In TOF-SIMS, a “primary” ion beam bombards a surface, knocking off and ionizing molecules—so-called secondary ions—in the process. Those secondary ions are analyzed by a time-of-flight mass spectrometer. By rastering the primary ion beam across the sample, an image of the spatial location of the secondary ions can be built.
“TOF-SIMS is surface sensitive,” Schnieders says. “You analyze only the uppermost one or two monolayers of a surface.”
That surface sensitivity allows Lyter and Schnieders to obtain striking images that even nonexperts can understand. At the point where two ink lines cross, the bottom line simply disappears from the image, whereas the top line is in full view.
“The sampling depth of the technique is within the ink layer of the topmost ink,” Havercroft says. “You don’t even see the bottom layer. If you were to use another technique with a greater sampling depth, you’d still see the second ink and not get such a conclusive result.”
In some circumstances, TOF-SIMS’s surface sensitivity can be a shortcoming.

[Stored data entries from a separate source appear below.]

use serde::{Deserialize, Serialize};

/// Lifecycle state of a company. The backend is the only writer; the
/// dashboard branches its entire company view on this value.
#[derive(Debug, Clone, Copy, PartialEq, Eq, Serialize, Deserialize)]
#[serde(rename_all = "snake_case")]
pub enum CompanyState {
    WaitingFunds,
    Distributed,
}

impl CompanyState {
    pub fn is_distributed(self) -> bool {
        matches!(self, CompanyState::Distributed)
    }

    pub fn label(self) -> &'static str {
        match self {
            CompanyState::WaitingFunds => "Waiting for Funds",
            CompanyState::Distributed => "Distributed",
        }
    }
}

#[derive(Debug, Clone, Serialize, Deserialize)]
pub struct Company {
    pub id: String,
    pub name: String,
    pub symbol: String,
    pub total_supply: f64,
    pub total_valuation_usd: f64,
    pub liquidity_percent: f64,
    pub issuing_address: String,
    pub state: CompanyState,
}

/// Derived pricing figures, computed server-side from valuation and supply.
#[derive(Debug, Clone, Serialize, Deserialize)]
pub struct CompanyStats {
    pub price_per_token_usd: f64,
    pub market_cap_usd: f64,
    pub liquidity_usd: f64,
    pub liquidity_token_amount: f64,
}

#[derive(Debug, Clone, Serialize, Deserialize)]
pub struct Stakeholder {
    pub wallet_address: String,
    pub required_rlusd: f64,
    pub has_paid: bool,
    pub has_trustline: bool,
    pub tokens_distributed: bool,
    #[serde(default, skip_serializing_if = "Option::is_none")]
    pub status: Option<String>,
}

impl Stakeholder {
    pub fn is_ready(&self) -> bool {
        self.has_paid && self.has_trustline
    }

    /// Status text in backend precedence order: distribution beats missing
    /// flags, missing both beats missing one.
    pub fn status_label(&self) -> &'static str {
        if self.tokens_distributed {
            "Completed"
        } else if !self.has_paid && !self.has_trustline {
            "Missing Payment & Trustline"
        } else if !self.has_paid {
            "Missing Payment"
        } else if !self.has_trustline {
            "Missing Trustline"
        } else {
            "Ready for Distribution"
        }
    }
}

/// On-chain holder snapshot, read-only.
#[derive(Debug, Clone, Serialize, Deserialize)]
pub struct TokenHolder {
    pub wallet_address: String,
    pub balance: f64,
}

/// An issued-asset amount as the ledger reports it: the value arrives as a
/// decimal string.
#[derive(Debug, Clone, Serialize, Deserialize)]
pub struct AssetAmount {
    pub currency: String,
    #[serde(default, skip_serializing_if = "Option::is_none")]
    pub issuer: Option<String>,
    pub value: String,
}

impl AssetAmount {
    pub fn value_f64(&self) -> f64 {
        self.value.parse().unwrap_or(0.0)
    }
}

#[derive(Debug, Clone, Serialize, Deserialize)]
pub struct AuctionSlot {
    pub account: String,
    pub discounted_fee: u32,
    pub expiration: String,
    pub price: AssetAmount,
    pub time_interval: u32,
}

#[derive(Debug, Clone, Serialize, Deserialize)]
pub struct VoteSlot {
    pub account: String,
    pub trading_fee: u32,
    pub vote_weight: u32,
}

/// AMM pool object. Fee and weight fields are basis points.
#[derive(Debug, Clone, Serialize, Deserialize)]
pub struct AmmPool {
    pub account: String,
    pub amount: AssetAmount,
    pub amount2: AssetAmount,
    pub trading_fee: u32,
    #[serde(default, skip_serializing_if = "Option::is_none")]
    pub asset_frozen: Option<bool>,
    #[serde(default, skip_serializing_if = "Option::is_none")]
    pub asset2_frozen: Option<bool>,
    #[serde(default, skip_serializing_if = "Option::is_none")]
    pub auction_slot: Option<AuctionSlot>,
    #[serde(default, skip_serializing_if = "Option::is_none")]
    pub lp_token: Option<AssetAmount>,
    #[serde(default)]
    pub vote_slots: Vec<VoteSlot>,
}

#[derive(Debug, Clone, Serialize, Deserialize)]
pub struct AmmInfo {
    pub amm: AmmPool,
    #[serde(default)]
    pub ledger_current_index: Option<u64>,
    #[serde(default)]
    pub validated: Option<bool>,
}

/// Aggregate payload behind `GET /companies/{id}/full_info`, consumed by
/// every company page. A company that has not yet created its pool has no
/// `amm_info`.
#[derive(Debug, Clone, Serialize, Deserialize)]
pub struct CompanyFullInfo {
    pub company: Company,
    pub stats: CompanyStats,
    pub stakeholders: Vec<Stakeholder>,
    #[serde(default)]
    pub token_holders: Vec<TokenHolder>,
    #[serde(default, skip_serializing_if = "Option::is_none")]
    pub amm_info: Option<AmmInfo>,
}

/// Marketplace listing card.
#[derive(Debug, Clone, Serialize, Deserialize)]
pub struct Opportunity {
    pub id: String,
    pub name: String,
    pub symbol: String,
    pub description: String,
    pub valuation: f64,
    pub token_supply: f64,
    pub liquidity_percent: f64,
}

#[derive(Debug, Clone, Serialize, Deserialize)]
pub struct Investor {
    pub id: String,
    pub name: String,
    pub investor_type: String,
    #[serde(default)]
    pub preferred_industries: Vec<String>,
    #[serde(default)]
    pub preferred_stages: Vec<String>,
    #[serde(default)]
    pub preferred_locations: Vec<String>,
    pub min_investment_usd: f64,
    pub max_investment_usd: f64,
    #[serde(default)]
    pub profile_summary: String,
    #[serde(default)]
    pub preferred_founder_types: Vec<String>,
}

#[derive(Debug, Clone, Default, Serialize, Deserialize)]
pub struct MatchDetails {
    #[serde(default)]
    pub industry: String,
    #[serde(default)]
    pub sub_industries: Vec<String>,
    #[serde(default)]
    pub stage: String,
    #[serde(default)]
    pub location: String,
    #[serde(default)]
    pub valuation: String,
    #[serde(default)]
    pub revenue_stage: String,
    #[serde(default)]
    pub business_model: String,
    #[serde(default)]
    pub esg_focus: String,
    #[serde(default)]
    pub exit_strategy: String,
}

/// Server-scored pairing of an investor to a company.
#[derive(Debug, Clone, Serialize, Deserialize)]
pub struct Match {
    pub entity_id: String,
    pub name: String,
    pub score: f64,
    #[serde(default)]
    pub details: MatchDetails,
}

#[derive(Debug, Clone, Serialize, Deserialize)]
pub struct InvestorsResponse {
    pub investors: Vec<Investor>,
}

#[derive(Debug, Clone, Serialize, Deserialize)]
pub struct MatchesResponse {
    pub matches: Vec<Match>,
    #[serde(default)]
    pub count: Option<usize>,
}

// ---- request/receipt bodies ----

#[derive(Debug, Clone, Serialize, Deserialize)]
pub struct ShareholderInput {
    pub wallet_address: String,
    pub percent: f64,
}

#[derive(Debug, Clone, Serialize, Deserialize)]
pub struct RegisterCompany {
    pub name: String,
    pub symbol: String,
    pub total_supply: f64,
    pub total_valuation_usd: f64,
    pub liquidity_percent: f64,
    pub shareholders: Vec<ShareholderInput>,
}

impl RegisterCompany {
    /// Shareholder percents plus the liquidity allocation; registration is
    /// valid only when this lands on 100 within 0.01.
    pub fn total_percent(&self) -> f64 {
        self.shareholders.iter().map(|s| s.percent).sum::<f64>() + self.liquidity_percent
    }
}

#[derive(Debug, Clone, Serialize, Deserialize)]
pub struct RegisterReceipt {
    pub message: String,
    pub company_id: String,
    pub issuing_address: String,
    #[serde(default, skip_serializing_if = "Option::is_none")]
    pub note: Option<String>,
}

#[derive(Debug, Clone, Serialize, Deserialize)]
pub struct TxResult {
    pub engine_result: String,
}

#[derive(Debug, Clone, Serialize, Deserialize)]
pub struct DistributionEntry {
    pub shareholder: String,
    pub tokens_sent: f64,
    pub tx_result: TxResult,
}

#[derive(Debug, Clone, Serialize, Deserialize)]
pub struct DistributeReceipt {
    pub message: String,
    #[serde(default)]
    pub distribution: Vec<DistributionEntry>,
    #[serde(default, skip_serializing_if = "Option::is_none")]
    pub amm_result: Option<TxResult>,
}

#[derive(Debug, Clone, Serialize, Deserialize)]
pub struct CheckReceipt {
    pub message: String,
}

#[cfg(test)]
mod tests {
    use super::*;

    #[test]
    fn company_state_round_trips_snake_case() {
        let s: CompanyState = serde_json::from_str("\"waiting_funds\"").unwrap();
        assert_eq!(s, CompanyState::WaitingFunds);
        assert_eq!(
            serde_json::to_string(&CompanyState::Distributed).unwrap(),
            "\"distributed\""
        );
    }

    #[test]
    fn stakeholder_status_precedence() {
        let mut sh = Stakeholder {
            wallet_address: "rDrr8Lh4hgPu8yqrJ7x7ZMW74HzJvKsNS7".into(),
            required_rlusd: 2_500_000.0,
            has_paid: false,
            has_trustline: false,
            tokens_distributed: false,
            status: None,
        };
        assert_eq!(sh.status_label(), "Missing Payment & Trustline");
        sh.has_paid = true;
        assert_eq!(sh.status_label(), "Missing Trustline");
        sh.has_trustline = true;
        assert_eq!(sh.status_label(), "Ready for Distribution");
        sh.tokens_distributed = true;
        assert_eq!(sh.status_label(), "Completed");
    }

    #[test]
    fn full_info_parses_without_amm() {
        let raw = serde_json::json!({
            "company": {
                "id": "1",
                "name": "TechVenture Inc.",
                "symbol": "TECH",
                "total_supply": 10_000_000.0,
                "total_valuation_usd": 12_500_000.0,
                "liquidity_percent": 15.0,
                "issuing_address": "rHb9CJAWyB4rj91VRWn96DkukG4bwdtyTh",
                "state": "waiting_funds"
            },
            "stats": {
                "price_per_token_usd": 1.25,
                "market_cap_usd": 12_500_000.0,
                "liquidity_usd": 1_875_000.0,
                "liquidity_token_amount": 1_500_000.0
            },
            "stakeholders": []
        });
        let info: CompanyFullInfo = serde_json::from_value(raw).unwrap();
        assert!(info.amm_info.is_none());
        assert!(info.token_holders.is_empty());
        assert!(!info.company.state.is_distributed());
    }

    #[test]
    fn register_total_percent_includes_liquidity() {
        let req = RegisterCompany {
            name: "MyCo".into(),
            symbol: "MYCO".into(),
            total_supply: 1_000_000.0,
            total_valuation_usd: 1_000_000.0,
            liquidity_percent: 10.0,
            shareholders: vec![
                ShareholderInput { wallet_address: "r".repeat(25), percent: 60.0 },
                ShareholderInput { wallet_address: "r".repeat(25), percent: 30.0 },
            ],
        };
        assert!((req.total_percent() - 100.0).abs() < 0.01);
    }
}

“These documents are handled a lot,” Schnieders says. “If fingerprints or something else covers those signatures, we wouldn’t see them anymore.”
Also, if the second ink contains a solvent that dissolves components of the first ink, the surface analysis could reveal a mixture of ions from both inks. However, the second ink would smear the first ink in the direction of the second stroke, perhaps providing extra information, Schnieders says.
To test the technique, Schnieders and a colleague signed a printed letter with pens containing different black inks. One signature was on top of the other. Schnieders acquired TOF-SIMS spectra of all of the components individually—the paper, the two inks, and the typed print. After identifying characteristic masses that distinguish the components, he collected a TOF-SIMS image of the intersection of two lines. Despite the similar color of the two inks, they were easily differentiated with TOF-SIMS.
The team is using the method in a legal case that is currently in arbitration, Lyter says. He can’t go into detail except to say that it involves a dispute about what information was on a form when an individual signed it.
“TOF-SIMS imaging of inks is much easier to present and understand than having a lengthy discussion on ink chemistry,” Schnieders says.